* _Instructions for the task_: Copy every line of the material exactly as it stands.

+===+

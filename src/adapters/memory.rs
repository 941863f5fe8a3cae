//! In-process bus with consumer-group semantics.
//!
//! Used when the consumer runs inside the server process (`BUS_URL=memory://`)
//! and by the tests. Messages live only as long as the process.

use crate::ports::bus::{BusError, Delivery, EventBus, EventSource, DEFAULT_CLAIM_IDLE};
use async_trait::async_trait;
use std::collections::{BTreeMap, HashMap, VecDeque};
use std::sync::atomic::{AtomicBool, Ordering};
use std::sync::{Arc, Mutex, MutexGuard};
use std::time::Duration;
use tokio::sync::Notify;
use tokio::time::Instant;

#[derive(Default)]
struct Topic {
    /// Retained messages; the front one has log index `base`
    log: VecDeque<Vec<u8>>,
    base: usize,
    groups: HashMap<String, Group>,
}

impl Topic {
    /// Drop messages every group has moved past and acknowledged.
    /// Without groups nothing is dropped, so a group created later still
    /// starts at the earliest message.
    fn compact(&mut self) {
        let low = self
            .groups
            .values()
            .map(|g| g.pending.keys().next().map_or(g.next, |first| (*first).min(g.next)))
            .min();
        if let Some(low) = low {
            while self.base < low && self.log.pop_front().is_some() {
                self.base += 1;
            }
        }
    }
}

struct Group {
    /// Index of the first message never handed to this group
    next: usize,
    /// Delivered but not acknowledged, by log index
    pending: BTreeMap<usize, Pending>,
}

struct Pending {
    consumer: String,
    delivered_at: Instant,
}

#[derive(Default)]
struct Shared {
    topics: Mutex<HashMap<String, Topic>>,
    notify: Notify,
    offline: AtomicBool,
    closed: AtomicBool,
}

impl Shared {
    fn topics(&self) -> MutexGuard<'_, HashMap<String, Topic>> {
        // A poisoned lock only means a test thread panicked mid-update.
        self.topics.lock().unwrap_or_else(|e| e.into_inner())
    }

    fn check_available(&self) -> Result<(), BusError> {
        if self.closed.load(Ordering::SeqCst) {
            return Err(BusError::Closed);
        }
        if self.offline.load(Ordering::SeqCst) {
            return Err(BusError::Unavailable("memory bus is offline".to_string()));
        }
        Ok(())
    }
}

fn message_id(index: usize) -> String {
    format!("{}-0", index + 1)
}

fn index_of(id: &str) -> Option<usize> {
    id.split_once('-')?.0.parse::<usize>().ok()?.checked_sub(1)
}

#[derive(Clone, Default)]
pub struct MemoryBus {
    shared: Arc<Shared>,
}

impl MemoryBus {
    pub fn new() -> Self {
        Self::default()
    }

    /// Simulate the broker going away (`false`) or coming back (`true`).
    pub fn set_online(&self, online: bool) {
        self.shared.offline.store(!online, Ordering::SeqCst);
        if online {
            self.shared.notify.notify_waiters();
        }
    }

    /// Messages still retained for `topic`, oldest first.
    pub fn messages(&self, topic: &str) -> Vec<Delivery> {
        self.shared
            .topics()
            .get(topic)
            .map(|t| {
                t.log
                    .iter()
                    .enumerate()
                    .map(|(i, payload)| Delivery {
                        id: message_id(t.base + i),
                        payload: payload.clone(),
                    })
                    .collect()
            })
            .unwrap_or_default()
    }

    /// Number of delivered but unacknowledged messages for `group`.
    pub fn pending(&self, topic: &str, group: &str) -> usize {
        self.shared
            .topics()
            .get(topic)
            .and_then(|t| t.groups.get(group))
            .map(|g| g.pending.len())
            .unwrap_or(0)
    }

    pub fn subscription(&self, topic: &str, group: &str, consumer: &str) -> MemorySubscription {
        MemorySubscription {
            shared: self.shared.clone(),
            topic: topic.to_string(),
            group: group.to_string(),
            consumer: consumer.to_string(),
            claim_idle: DEFAULT_CLAIM_IDLE,
            redeliver: Mutex::new(VecDeque::new()),
        }
    }
}

#[async_trait]
impl EventBus for MemoryBus {
    async fn send(&self, topic: &str, payload: Vec<u8>) -> Result<String, BusError> {
        self.shared.check_available()?;
        let id = {
            let mut topics = self.shared.topics();
            let entry = topics.entry(topic.to_string()).or_default();
            entry.log.push_back(payload);
            message_id(entry.base + entry.log.len() - 1)
        };
        self.shared.notify.notify_waiters();
        Ok(id)
    }

    async fn ping(&self) -> bool {
        self.shared.check_available().is_ok()
    }

    async fn close(&self) {
        self.shared.closed.store(true, Ordering::SeqCst);
        self.shared.notify.notify_waiters();
    }
}

/// One consumer-group member on a [`MemoryBus`] topic.
pub struct MemorySubscription {
    shared: Arc<Shared>,
    topic: String,
    group: String,
    consumer: String,
    /// Other members' messages pending at least this long are taken over on subscribe
    claim_idle: Duration,
    /// Messages this member held unacknowledged when it (re)subscribed
    redeliver: Mutex<VecDeque<usize>>,
}

impl MemorySubscription {
    pub fn with_claim_idle(mut self, claim_idle: Duration) -> Self {
        self.claim_idle = claim_idle;
        self
    }

    fn take_next(&self) -> Option<Delivery> {
        let mut topics = self.shared.topics();
        let Topic { log, base, groups } = topics.get_mut(&self.topic)?;
        let group = groups.get_mut(&self.group)?;
        let payload_at = |index: usize| index.checked_sub(*base).and_then(|i| log.get(i)).cloned();

        let mut redeliver = self.redeliver.lock().unwrap_or_else(|e| e.into_inner());
        while let Some(index) = redeliver.pop_front() {
            // Skip messages acknowledged or claimed by another member since.
            let Some(pending) = group.pending.get_mut(&index) else {
                continue;
            };
            if pending.consumer != self.consumer {
                continue;
            }
            pending.delivered_at = Instant::now();
            if let Some(payload) = payload_at(index) {
                return Some(Delivery {
                    id: message_id(index),
                    payload,
                });
            }
        }

        let index = group.next;
        let payload = payload_at(index)?;
        group.next += 1;
        group.pending.insert(
            index,
            Pending {
                consumer: self.consumer.clone(),
                delivered_at: Instant::now(),
            },
        );
        Some(Delivery {
            id: message_id(index),
            payload,
        })
    }
}

#[async_trait]
impl EventSource for MemorySubscription {
    async fn subscribe(&self) -> Result<(), BusError> {
        self.shared.check_available()?;
        let now = Instant::now();
        let mut topics = self.shared.topics();
        let topic = topics.entry(self.topic.clone()).or_default();
        let base = topic.base;
        let group = topic
            .groups
            .entry(self.group.clone())
            .or_insert_with(|| Group {
                next: base,
                pending: BTreeMap::new(),
            });

        let mut owned = VecDeque::new();
        for (index, pending) in group.pending.iter_mut() {
            if pending.consumer != self.consumer
                && now.duration_since(pending.delivered_at) >= self.claim_idle
            {
                pending.consumer = self.consumer.clone();
            }
            if pending.consumer == self.consumer {
                owned.push_back(*index);
            }
        }
        *self.redeliver.lock().unwrap_or_else(|e| e.into_inner()) = owned;
        Ok(())
    }

    async fn poll(&self, timeout: Duration) -> Result<Option<Delivery>, BusError> {
        let deadline = Instant::now() + timeout;
        loop {
            let notified = self.shared.notify.notified();
            tokio::pin!(notified);
            notified.as_mut().enable();

            self.shared.check_available()?;
            if let Some(delivery) = self.take_next() {
                return Ok(Some(delivery));
            }
            if tokio::time::timeout_at(deadline, notified).await.is_err() {
                return Ok(None);
            }
        }
    }

    async fn ack(&self, id: &str) -> Result<(), BusError> {
        self.shared.check_available()?;
        let index =
            index_of(id).ok_or_else(|| BusError::Command(format!("invalid message id {}", id)))?;
        let mut topics = self.shared.topics();
        if let Some(topic) = topics.get_mut(&self.topic) {
            if let Some(group) = topic.groups.get_mut(&self.group) {
                group.pending.remove(&index);
            }
            topic.compact();
        }
        Ok(())
    }

    async fn close(&self) {
        self.redeliver
            .lock()
            .unwrap_or_else(|e| e.into_inner())
            .clear();
    }
}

+===+

* _Solution to this problem_:
filename src/adapters/memory.rs
repository 941863f5fe8a3cae
//! In-process bus with consumer-group semantics.
//!
//! Used when the consumer runs inside the server process (`BUS_URL=memory://`)
//! and by the tests. Messages live only as long as the process.

use crate::ports::bus::{BusError, Delivery, EventBus, EventSource, DEFAULT_CLAIM_IDLE};
use async_trait::async_trait;
use std::collections::{BTreeMap, HashMap, VecDeque};
use std::sync::atomic::{AtomicBool, Ordering};
use std::sync::{Arc, Mutex, MutexGuard};
use std::time::Duration;
use tokio::sync::Notify;
use tokio::time::Instant;

#[derive(Default)]
struct Topic {
    /// Retained messages; the front one has log index `base`
    log: VecDeque<Vec<u8>>,
    base: usize,
    groups: HashMap<String, Group>,
}

impl Topic {
    /// Drop messages every group has moved past and acknowledged.
    /// Without groups nothing is dropped, so a group created later still
    /// starts at the earliest message.
    fn compact(&mut self) {
        let low = self
            .groups
            .values()
            .map(|g| g.pending.keys().next().map_or(g.next, |first| (*first).min(g.next)))
            .min();
        if let Some(low) = low {
            while self.base < low && self.log.pop_front().is_some() {
                self.base += 1;
            }
        }
    }
}

struct Group {
    /// Index of the first message never handed to this group
    next: usize,
    /// Delivered but not acknowledged, by log index
    pending: BTreeMap<usize, Pending>,
}

struct Pending {
    consumer: String,
    delivered_at: Instant,
}

#[derive(Default)]
struct Shared {
    topics: Mutex<HashMap<String, Topic>>,
    notify: Notify,
    offline: AtomicBool,
    closed: AtomicBool,
}

impl Shared {
    fn topics(&self) -> MutexGuard<'_, HashMap<String, Topic>> {
        // A poisoned lock only means a test thread panicked mid-update.
        self.topics.lock().unwrap_or_else(|e| e.into_inner())
    }

    fn check_available(&self) -> Result<(), BusError> {
        if self.closed.load(Ordering::SeqCst) {
            return Err(BusError::Closed);
        }
        if self.offline.load(Ordering::SeqCst) {
            return Err(BusError::Unavailable("memory bus is offline".to_string()));
        }
        Ok(())
    }
}

fn message_id(index: usize) -> String {
    format!("{}-0", index + 1)
}

fn index_of(id: &str) -> Option<usize> {
    id.split_once('-')?.0.parse::<usize>().ok()?.checked_sub(1)
}

#[derive(Clone, Default)]
pub struct MemoryBus {
    shared: Arc<Shared>,
}

impl MemoryBus {
    pub fn new() -> Self {
        Self::default()
    }

    /// Simulate the broker going away (`false`) or coming back (`true`).
    pub fn set_online(&self, online: bool) {
        self.shared.offline.store(!online, Ordering::SeqCst);
        if online {
            self.shared.notify.notify_waiters();
        }
    }

    /// Messages still retained for `topic`, oldest first.
    pub fn messages(&self, topic: &str) -> Vec<Delivery> {
        self.shared
            .topics()
            .get(topic)
            .map(|t| {
                t.log
                    .iter()
                    .enumerate()
                    .map(|(i, payload)| Delivery {
                        id: message_id(t.base + i),
                        payload: payload.clone(),
                    })
                    .collect()
            })
            .unwrap_or_default()
    }

    /// Number of delivered but unacknowledged messages for `group`.
    pub fn pending(&self, topic: &str, group: &str) -> usize {
        self.shared
            .topics()
            .get(topic)
            .and_then(|t| t.groups.get(group))
            .map(|g| g.pending.len())
            .unwrap_or(0)
    }

    pub fn subscription(&self, topic: &str, group: &str, consumer: &str) -> MemorySubscription {
        MemorySubscription {
            shared: self.shared.clone(),
            topic: topic.to_string(),
            group: group.to_string(),
            consumer: consumer.to_string(),
            claim_idle: DEFAULT_CLAIM_IDLE,
            redeliver: Mutex::new(VecDeque::new()),
        }
    }
}

#[async_trait]
impl EventBus for MemoryBus {
    async fn send(&self, topic: &str, payload: Vec<u8>) -> Result<String, BusError> {
        self.shared.check_available()?;
        let id = {
            let mut topics = self.shared.topics();
            let entry = topics.entry(topic.to_string()).or_default();
            entry.log.push_back(payload);
            message_id(entry.base + entry.log.len() - 1)
        };
        self.shared.notify.notify_waiters();
        Ok(id)
    }

    async fn ping(&self) -> bool {
        self.shared.check_available().is_ok()
    }

    async fn close(&self) {
        self.shared.closed.store(true, Ordering::SeqCst);
        self.shared.notify.notify_waiters();
    }
}

/// One consumer-group member on a [`MemoryBus`] topic.
pub struct MemorySubscription {
    shared: Arc<Shared>,
    topic: String,
    group: String,
    consumer: String,
    /// Other members' messages pending at least this long are taken over on subscribe
    claim_idle: Duration,
    /// Messages this member held unacknowledged when it (re)subscribed
    redeliver: Mutex<VecDeque<usize>>,
}

impl MemorySubscription {
    pub fn with_claim_idle(mut self, claim_idle: Duration) -> Self {
        self.claim_idle = claim_idle;
        self
    }

    fn take_next(&self) -> Option<Delivery> {
        let mut topics = self.shared.topics();
        let Topic { log, base, groups } = topics.get_mut(&self.topic)?;
        let group = groups.get_mut(&self.group)?;
        let payload_at = |index: usize| index.checked_sub(*base).and_then(|i| log.get(i)).cloned();

        let mut redeliver = self.redeliver.lock().unwrap_or_else(|e| e.into_inner());
        while let Some(index) = redeliver.pop_front() {
            // Skip messages acknowledged or claimed by another member since.
            let Some(pending) = group.pending.get_mut(&index) else {
                continue;
            };
            if pending.consumer != self.consumer {
                continue;
            }
            pending.delivered_at = Instant::now();
            if let Some(payload) = payload_at(index) {
                return Some(Delivery {
                    id: message_id(index),
                    payload,
                });
            }
        }

        let index = group.next;
        let payload = payload_at(index)?;
        group.next += 1;
        group.pending.insert(
            index,
            Pending {
                consumer: self.consumer.clone(),
                delivered_at: Instant::now(),
            },
        );
        Some(Delivery {
            id: message_id(index),
            payload,
        })
    }
}

#[async_trait]
impl EventSource for MemorySubscription {
    async fn subscribe(&self) -> Result<(), BusError> {
        self.shared.check_available()?;
        let now = Instant::now();
        let mut topics = self.shared.topics();
        let topic = topics.entry(self.topic.clone()).or_default();
        let base = topic.base;
        let group = topic
            .groups
            .entry(self.group.clone())
            .or_insert_with(|| Group {
                next: base,
                pending: BTreeMap::new(),
            });

        let mut owned = VecDeque::new();
        for (index, pending) in group.pending.iter_mut() {
            if pending.consumer != self.consumer
                && now.duration_since(pending.delivered_at) >= self.claim_idle
            {
                pending.consumer = self.consumer.clone();
            }
            if pending.consumer == self.consumer {
                owned.push_back(*index);
            }
        }
        *self.redeliver.lock().unwrap_or_else(|e| e.into_inner()) = owned;
        Ok(())
    }

    async fn poll(&self, timeout: Duration) -> Result<Option<Delivery>, BusError> {
        let deadline = Instant::now() + timeout;
        loop {
            let notified = self.shared.notify.notified();
            tokio::pin!(notified);
            notified.as_mut().enable();

            self.shared.check_available()?;
            if let Some(delivery) = self.take_next() {
                return Ok(Some(delivery));
            }
            if tokio::time::timeout_at(deadline, notified).await.is_err() {
                return Ok(None);
            }
        }
    }

    async fn ack(&self, id: &str) -> Result<(), BusError> {
        self.shared.check_available()?;
        let index =
            index_of(id).ok_or_else(|| BusError::Command(format!("invalid message id {}", id)))?;
        let mut topics = self.shared.topics();
        if let Some(topic) = topics.get_mut(&self.topic) {
            if let Some(group) = topic.groups.get_mut(&self.group) {
                group.pending.remove(&index);
            }
            topic.compact();
        }
        Ok(())
    }

    async fn close(&self) {
        self.redeliver
            .lock()
            .unwrap_or_else(|e| e.into_inner())
            .clear();
    }
}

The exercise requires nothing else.